- Your objective
Start at the first line of the material. Repeat each line exactly through the one containing "volume, mips included.", then stop.

- Data for this exercise
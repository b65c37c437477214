use log::debug;

use super::axis::{remap, Axis};
use super::volume::{AxisCapture, Volume, VoxelGrid, EMPTY};
use crate::error::GiError;

/// Merges into a freshly allocated volume, mips included.
pub fn merge(grid: &VoxelGrid, captures: [&AxisCapture; 3]) -> Result<Volume, GiError> {
    let mut volume = Volume::new(*grid);
    merge_into(captures, &mut volume)?;
    Ok(volume)
}

/// Overwrites `volume` with the merge of `captures` and regenerates its mip chain.
/// Nothing from a previous merge survives. Captures apply in X, Y, Z order and only
/// non-zero channels overwrite, so an edge-on axis cannot erase another axis.
pub fn merge_into(captures: [&AxisCapture; 3], volume: &mut Volume) -> Result<(), GiError> {
    let grid = *volume.grid();
    let n = grid.resolution();
    let expected = grid.texel_count();

    let mut ordered: [Option<&AxisCapture>; 3] = [None; 3];
    for capture in captures {
        if capture.texels().len() != expected || capture.resolution() != n {
            return Err(GiError::CaptureSizeMismatch {
                axis: capture.axis(),
                expected,
                actual: capture.texels().len(),
            });
        }
        let slot = &mut ordered[capture.axis().index()];
        if slot.is_some() {
            return Err(GiError::InvalidParameter {
                name: "captures",
                reason: format!("axis {:?} captured twice", capture.axis()),
            });
        }
        *slot = Some(capture);
    }

    volume.clear();
    let base = volume.base_mut();
    let mut written = 0usize;
    for (axis, capture) in Axis::ALL.into_iter().zip(ordered) {
        // every slot is filled: three distinct axes were checked above
        let Some(capture) = capture else { continue };
        for slice in 0..n {
            for row in 0..n {
                for col in 0..n {
                    let src = capture.get(slice, row, col);
                    if src == EMPTY {
                        continue;
                    }
                    let dst = &mut base[grid.index(remap(axis, n, slice, row, col))];
                    for c in 0..4 {
                        if src[c] != 0 {
                            dst[c] = src[c];
                        }
                    }
                    written += 1;
                }
            }
        }
    }

    volume.generate_mips();
    debug!("merged {written} non-empty capture texels into {n}^3 volume");
    Ok(())
}

#[cfg(test)]
mod tests {
    use super::*;
    use crate::gi::volume::Rgba8;
    use pretty_assertions::assert_eq;
    use rand::{rngs::StdRng, Rng, SeedableRng};

    // inverse of the capture cameras, written out per axis
    fn texel_for(axis: Axis, n: u32, [x, y, z]: [u32; 3]) -> (u32, u32, u32) {
        let last = n - 1;
        match axis {
            Axis::X => (last - x, last - y, last - z),
            Axis::Y => (last - y, z, x),
            Axis::Z => (last - z, last - y, x),
        }
    }

    fn random_capture(rng: &mut StdRng, axis: Axis, n: u32) -> AxisCapture {
        let mut capture = AxisCapture::new(axis, n);
        for slice in 0..n {
            for row in 0..n {
                for col in 0..n {
                    // mostly empty, sometimes with zero channels
                    if rng.gen_bool(0.3) {
                        let texel: Rgba8 = [0; 4].map(|_| {
                            if rng.gen_bool(0.5) {
                                0
                            } else {
                                rng.gen_range(1..=255)
                            }
                        });
                        capture.set(slice, row, col, texel);
                    }
                }
            }
        }
        capture
    }

    #[test]
    fn every_voxel_follows_the_overwrite_rule() {
        let n = 8;
        let grid = VoxelGrid::new(n, 10.0).unwrap();
        let mut rng = StdRng::seed_from_u64(7);
        let captures = Axis::ALL.map(|axis| random_capture(&mut rng, axis, n));
        let volume = merge(&grid, [&captures[0], &captures[1], &captures[2]]).unwrap();

        for x in 0..n {
            for y in 0..n {
                for z in 0..n {
                    let mut expected = [0u8; 4];
                    for capture in &captures {
                        let (s, r, c) = texel_for(capture.axis(), n, [x, y, z]);
                        let texel = capture.get(s, r, c);
                        for ch in 0..4 {
                            if texel[ch] != 0 {
                                expected[ch] = texel[ch];
                            }
                        }
                    }
                    assert_eq!(volume.get([x, y, z]), expected, "voxel {x},{y},{z}");
                }
            }
        }
    }

    #[test]
    fn later_zero_channels_do_not_erase_earlier_axes() {
        let n = 4;
        let grid = VoxelGrid::new(n, 1.0).unwrap();
        let voxel = [1, 2, 3];
        let mut x = AxisCapture::new(Axis::X, n);
        let mut y = AxisCapture::new(Axis::Y, n);
        let z = AxisCapture::new(Axis::Z, n);
        let (s, r, c) = texel_for(Axis::X, n, voxel);
        x.set(s, r, c, [10, 20, 30, 40]);
        let (s, r, c) = texel_for(Axis::Y, n, voxel);
        y.set(s, r, c, [0, 0, 99, 0]);

        let volume = merge(&grid, [&x, &y, &z]).unwrap();
        assert_eq!(volume.get(voxel), [10, 20, 99, 40]);
    }

    #[test]
    fn merging_twice_gives_the_same_volume() {
        let n = 8;
        let grid = VoxelGrid::new(n, 1.0).unwrap();
        let mut rng = StdRng::seed_from_u64(11);
        let captures = Axis::ALL.map(|axis| random_capture(&mut rng, axis, n));
        let refs = [&captures[0], &captures[1], &captures[2]];

        let mut volume = Volume::new(grid);
        merge_into(refs, &mut volume).unwrap();
        let first = volume.clone();
        merge_into(refs, &mut volume).unwrap();
        assert_eq!(volume, first);
    }

    #[test]
    fn argument_order_does_not_matter() {
        let n = 4;
        let grid = VoxelGrid::new(n, 1.0).unwrap();
        let mut rng = StdRng::seed_from_u64(3);
        let captures = Axis::ALL.map(|axis| random_capture(&mut rng, axis, n));
        let a = merge(&grid, [&captures[0], &captures[1], &captures[2]]).unwrap();
        let b = merge(&grid, [&captures[2], &captures[0], &captures[1]]).unwrap();
        assert_eq!(a, b);
    }

    #[test]
    fn empty_captures_give_an_empty_volume() {
        let n = 8;
        let grid = VoxelGrid::new(n, 1.0).unwrap();
        let captures = Axis::ALL.map(|axis| AxisCapture::new(axis, n));
        let volume = merge(&grid, [&captures[0], &captures[1], &captures[2]]).unwrap();
        for level in volume.levels() {
            assert!(level.texels.iter().all(|t| *t == EMPTY));
        }
    }

    #[test]
    fn size_mismatch_is_fatal() {
        let grid = VoxelGrid::new(8, 1.0).unwrap();
        let x = AxisCapture::new(Axis::X, 8);
        let y = AxisCapture::new(Axis::Y, 4);
        let z = AxisCapture::new(Axis::Z, 8);
        let err = merge(&grid, [&x, &y, &z]).unwrap_err();
        match err {
            GiError::CaptureSizeMismatch {
                axis,
                expected,
                actual,
            } => {
                assert_eq!(axis, Axis::Y);
                assert_eq!(expected, 512);
                assert_eq!(actual, 64);
            }
            other => panic!("unexpected error {other:?}"),
        }

        let truncated = AxisCapture::from_texels(Axis::Z, 8, vec![EMPTY; 100]);
        assert!(matches!(
            merge(&grid, [&truncated, &x, &x]),
            Err(GiError::CaptureSizeMismatch { .. })
        ));
    }

    #[test]
    fn duplicate_axis_is_rejected() {
        let grid = VoxelGrid::new(4, 1.0).unwrap();
        let x = AxisCapture::new(Axis::X, 4);
        let z = AxisCapture::new(Axis::Z, 4);
        assert!(matches!(
            merge(&grid, [&x, &x, &z]),
            Err(GiError::InvalidParameter { .. })
        ));
    }
}
pub mod axis;
pub mod cone_trace;
pub mod debug_view;
pub mod material;
pub mod merge;
pub mod mipchain;
pub mod volume;
pub mod voxelizer;

use log::info;
use std::time::Instant;

use crate::config::{GiConfig, LightingParams};
use crate::error::GiError;
use axis::Axis;
use cone_trace::{LightInputs, ShadedSurface, SurfacePoint};
use volume::{Volume, VolumeStore, VoxelGrid};
use voxelizer::{SceneObject, SceneParams, SliceRasterizer, Voxelizer};

/// Voxel cone tracing global illumination.
///
/// Owns the voxel resources and sequences one voxelization event: the three
/// axis captures, then the merge and mip generation. Shading reads the volume
/// left behind by the last completed event.
pub struct GiSystem<R> {
    lighting: LightingParams,
    store: VolumeStore,
    voxelizer: Voxelizer<R>,
}

impl<R: SliceRasterizer> GiSystem<R> {
    pub fn new(config: &GiConfig, rasterizer: R) -> Result<GiSystem<R>, GiError> {
        config.validate()?;
        let grid = VoxelGrid::new(config.resolution, config.scene_scale)?;
        info!(
            "voxel grid {}^3 over +-{} ({} mip levels)",
            grid.resolution(),
            grid.scene_scale(),
            grid.mip_count()
        );
        Ok(GiSystem {
            lighting: config.lighting,
            store: VolumeStore::new(grid),
            voxelizer: Voxelizer::new(grid, rasterizer),
        })
    }

    /// Re-voxelizes the whole scene. Every axis finishes before the merge, and
    /// the merge finishes (mips included) before the volume is handed out.
    pub fn voxelize_scene(
        &mut self,
        objects: &[&dyn SceneObject],
        params: &SceneParams,
    ) -> Result<&Volume, GiError> {
        let start = Instant::now();
        for axis in Axis::ALL {
            let capture = self.voxelizer.voxelize(objects, params, axis)?;
            self.store.set_capture(capture);
        }
        let (captures, volume) = self.store.split_for_merge();
        merge::merge_into(captures, volume)?;
        info!(
            "voxelized {} objects in {:.1} ms",
            objects.len(),
            start.elapsed().as_secs_f64() * 1000.0
        );
        Ok(self.store.volume())
    }

    pub fn grid(&self) -> &VoxelGrid {
        self.store.grid()
    }

    pub fn volume(&self) -> &Volume {
        self.store.volume()
    }

    pub fn store(&self) -> &VolumeStore {
        &self.store
    }

    pub fn rasterizer(&self) -> &R {
        self.voxelizer.rasterizer()
    }

    pub fn lighting(&self) -> &LightingParams {
        &self.lighting
    }

    /// Lighting parameters only affect shading, the volume stays valid.
    pub fn lighting_mut(&mut self) -> &mut LightingParams {
        &mut self.lighting
    }

    pub fn shade(&self, surface: &SurfacePoint, light: &LightInputs) -> ShadedSurface {
        cone_trace::shade_surface(self.store.volume(), &self.lighting, surface, light)
    }
}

- Response to this exercise
repository b65c37c437477214
use log::debug;

use super::axis::{remap, Axis};
use super::volume::{AxisCapture, Volume, VoxelGrid, EMPTY};
use crate::error::GiError;

/// Merges into a freshly allocated volume, mips included.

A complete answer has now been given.